Problem description
Nothing should differ between your output and the entries below.

• • • • • • •

#![deny(missing_docs)]
#![deny(clippy::pedantic)]
#![allow(clippy::module_name_repetitions)]

//! Multi-namespace Kubernetes watch aggregation for client-side load balancing.
//!
//! Applications that balance RPC traffic themselves need to know which
//! backend addresses are routable right now. This crate watches the `Pod`s or
//! `Endpoints` of an application in every configured namespace and merges the
//! changes into one stream of [`AddressEvent`]s, each carrying the complete
//! address set of a namespace after the change.
//!
//! # Features
//!
//! - **Multi-namespace fan-in**: one watch task per namespace, one event channel
//! - **Self-healing**: re-lists and resumes after disconnects, expired
//!   resource versions and every resync interval
//! - **Fail-fast listing**: point-in-time queries across all namespaces
//! - **Disabled mode**: `enable = false` yields an inert registry that never
//!   touches the network
//! - **Tonic integration**: [`balance::forward`] feeds a balance channel
//!
//! # Usage
//!
//! ```ignore
//! use tokio_util::sync::CancellationToken;
//! use kube_watch_registry::{Config, Kind, Registry};
//!
//! let config = Config::default().with_deployment_prefix("prod-");
//! let registry = Registry::connect(config)?;
//!
//! let cancel = CancellationToken::new();
//! let mut app = registry
//!     .new_watcher_app(&cancel, "orders", Kind::Pods)
//!     .await?;
//!
//! while let Some(event) = app.recv().await {
//!     println!("{} {}: {:?}", event.namespace, event.event_type, event.ips);
//! }
//! ```

pub mod balance;
mod client;
mod config;
mod error;
mod event;
mod namespace_watcher;
mod registry;
mod resource;
mod watcher_app;

pub use client::{ClusterClient, KubeClusterClient, NativeEvent, NativeEventStream, ResourceList};
pub use crate::config::{Config, DEFAULT_EVENT_BUFFER, DEFAULT_RESYNC_INTERVAL};
pub use error::{BoxError, Error, Result};
pub use event::{AddressEvent, EventType};
pub use registry::{ListOptions, Registry};
pub use resource::{APP_LABEL, AddressSource, Kind, Selector, WatchTarget};
pub use watcher_app::{PartialStart, WatcherApp, WatcherSettings};

pub use kube::api::WatchParams;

• • • • • • •

Exercise result
#![deny(missing_docs)]
#![deny(clippy::pedantic)]
#![allow(clippy::module_name_repetitions)]

//! Multi-namespace Kubernetes watch aggregation for client-side load balancing.
//!
//! Applications that balance RPC traffic themselves need to know which
//! backend addresses are routable right now. This crate watches the `Pod`s or
//! `Endpoints` of an application in every configured namespace and merges the
//! changes into one stream of [`AddressEvent`]s, each carrying the complete
//! address set of a namespace after the change.
//!
//! # Features
//!
//! - **Multi-namespace fan-in**: one watch task per namespace, one event channel
//! - **Self-healing**: re-lists and resumes after disconnects, expired
//!   resource versions and every resync interval
//! - **Fail-fast listing**: point-in-time queries across all namespaces
//! - **Disabled mode**: `enable = false` yields an inert registry that never
//!   touches the network
//! - **Tonic integration**: [`balance::forward`] feeds a balance channel
//!
//! # Usage
//!
//! ```ignore
//! use tokio_util::sync::CancellationToken;
//! use kube_watch_registry::{Config, Kind, Registry};
//!
//! let config = Config::default().with_deployment_prefix("prod-");
//! let registry = Registry::connect(config)?;
//!
//! let cancel = CancellationToken::new();
//! let mut app = registry
//!     .new_watcher_app(&cancel, "orders", Kind::Pods)
//!     .await?;
//!
//! while let Some(event) = app.recv().await {
//!     println!("{} {}: {:?}", event.namespace, event.event_type, event.ips);
//! }
//! ```

pub mod balance;
mod client;
mod config;
mod error;
mod event;
mod namespace_watcher;
mod registry;
mod resource;
mod watcher_app;

pub use client::{ClusterClient, KubeClusterClient, NativeEvent, NativeEventStream, ResourceList};
pub use crate::config::{Config, DEFAULT_EVENT_BUFFER, DEFAULT_RESYNC_INTERVAL};
pub use error::{BoxError, Error, Result};
pub use event::{AddressEvent, EventType};
pub use registry::{ListOptions, Registry};
pub use resource::{APP_LABEL, AddressSource, Kind, Selector, WatchTarget};
pub use watcher_app::{PartialStart, WatcherApp, WatcherSettings};

pub use kube::api::WatchParams;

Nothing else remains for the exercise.